WHAT YOU HAVE TO DO => One number is all that is asked for: the number of lines below that hold the string "ReconnectConfig".

DATASET RECORDS =>
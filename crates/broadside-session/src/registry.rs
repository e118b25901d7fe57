//! The reconnection registry: players who dropped and may come back.
//!
//! When a player's connection fails mid-match, their handler vacates the
//! seat and files a [`ReconnectEntry`] here under the player's display
//! name. If a connection joins with that name before the timeout, the lobby
//! takes the entry and the player is put back in their seat with the fleet
//! they left behind.
//!
//! ```text
//!   vacate() ──→ insert() ──→ take()          (rejoined in time)
//!                   │
//!                   └──→ expire_stale()        (timeout: seat abandoned)
//! ```
//!
//! # Concurrency note
//!
//! Like the lobby, the registry is a plain `HashMap`. The server keeps it
//! behind a `tokio::sync::Mutex` in its shared state.

use std::collections::HashMap;
use std::sync::Arc;
use std::time::{Duration, Instant};

use broadside_board::Placement;
use serde::{Deserialize, Serialize};
use tracing::info;

use crate::{Seat, Session};

/// How long a dropped player's seat is held.
#[derive(Debug, Clone, PartialEq, Eq, Serialize, Deserialize)]
#[serde(default)]
pub struct ReconnectConfig {
    pub reconnect_timeout: Duration,
}

impl Default for ReconnectConfig {
    fn default() -> Self {
        Self {
            reconnect_timeout: Duration::from_secs(60),
        }
    }
}

/// What is kept for a player who dropped mid-match.
#[derive(Debug, Clone)]
pub struct ReconnectEntry {
    /// When the connection failed. The timeout is measured from here.
    pub disconnected_at: Instant,
    /// The seat the player held.
    pub seat: Seat,
    /// The seat of the player still in the match.
    pub opponent_seat: Seat,
    /// The player's fleet and board as they left it.
    pub placement: Placement,
    /// The match to return to.
    pub session: Arc<Session>,
}

impl ReconnectEntry {
    fn is_expired(&self, timeout: Duration, now: Instant) -> bool {
        now.saturating_duration_since(self.disconnected_at) >= timeout
    }
}

/// Dropped players by display name.
#[derive(Debug, Default)]
pub struct ReconnectRegistry {
    entries: HashMap<String, ReconnectEntry>,
    config: ReconnectConfig,
}

impl ReconnectRegistry {
    pub fn new(config: ReconnectConfig) -> Self {
        Self {
            entries: HashMap::new(),
            config,
        }
    }

    pub fn config(&self) -> &ReconnectConfig {
        &self.config
    }

    /// Files an entry, replacing any older one for the same name.
    pub fn insert(&mut self, name: impl Into<String>, entry: ReconnectEntry) {
        let name = name.into();
        info!(
            %name,
            session_id = %entry.session.id(),
            seat = %entry.seat,
            timeout_secs = self.config.reconnect_timeout.as_secs(),
            "holding seat for reconnection"
        );
        self.entries.insert(name, entry);
    }

    /// Removes and returns `name`'s entry if it has not expired.
    ///
    /// An expired entry is discarded and `None` returned, so a late
    /// arrival is treated as a new player.
    pub fn take(&mut self, name: &str) -> Option<ReconnectEntry> {
        self.take_at(name, Instant::now())
    }

    /// [`take`](Self::take) against an explicit clock.
    pub fn take_at(&mut self, name: &str, now: Instant) -> Option<ReconnectEntry> {
        let entry = self.entries.remove(name)?;
        if entry.is_expired(self.config.reconnect_timeout, now) {
            info!(%name, "reconnection window already closed");
            return None;
        }
        Some(entry)
    }

    /// Removes and returns every expired entry.
    ///
    /// Call this periodically. The caller decides what expiry means for
    /// the match (the server abandons the seat).
    pub fn expire_stale(&mut self) -> Vec<(String, ReconnectEntry)> {
        self.expire_stale_at(Instant::now())
    }

    /// [`expire_stale`](Self::expire_stale) against an explicit clock.
    pub fn expire_stale_at(&mut self, now: Instant) -> Vec<(String, ReconnectEntry)> {
        let timeout = self.config.reconnect_timeout;
        let expired: Vec<String> = self
            .entries
            .iter()
            .filter(|(_, entry)| entry.is_expired(timeout, now))
            .map(|(name, _)| name.clone())
            .collect();

        expired
            .into_iter()
            .filter_map(|name| {
                let entry = self.entries.remove(&name)?;
                info!(%name, session_id = %entry.session.id(), "reconnection window expired");
                Some((name, entry))
            })
            .collect()
    }

    /// `true` if `name` has an entry, expired or not.
    pub fn contains(&self, name: &str) -> bool {
        self.entries.contains_key(name)
    }

    pub fn len(&self) -> usize {
        self.entries.len()
    }

    pub fn is_empty(&self) -> bool {
        self.entries.is_empty()
    }
}

// =========================================================================
// Tests
// =========================================================================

RESPONSE => 5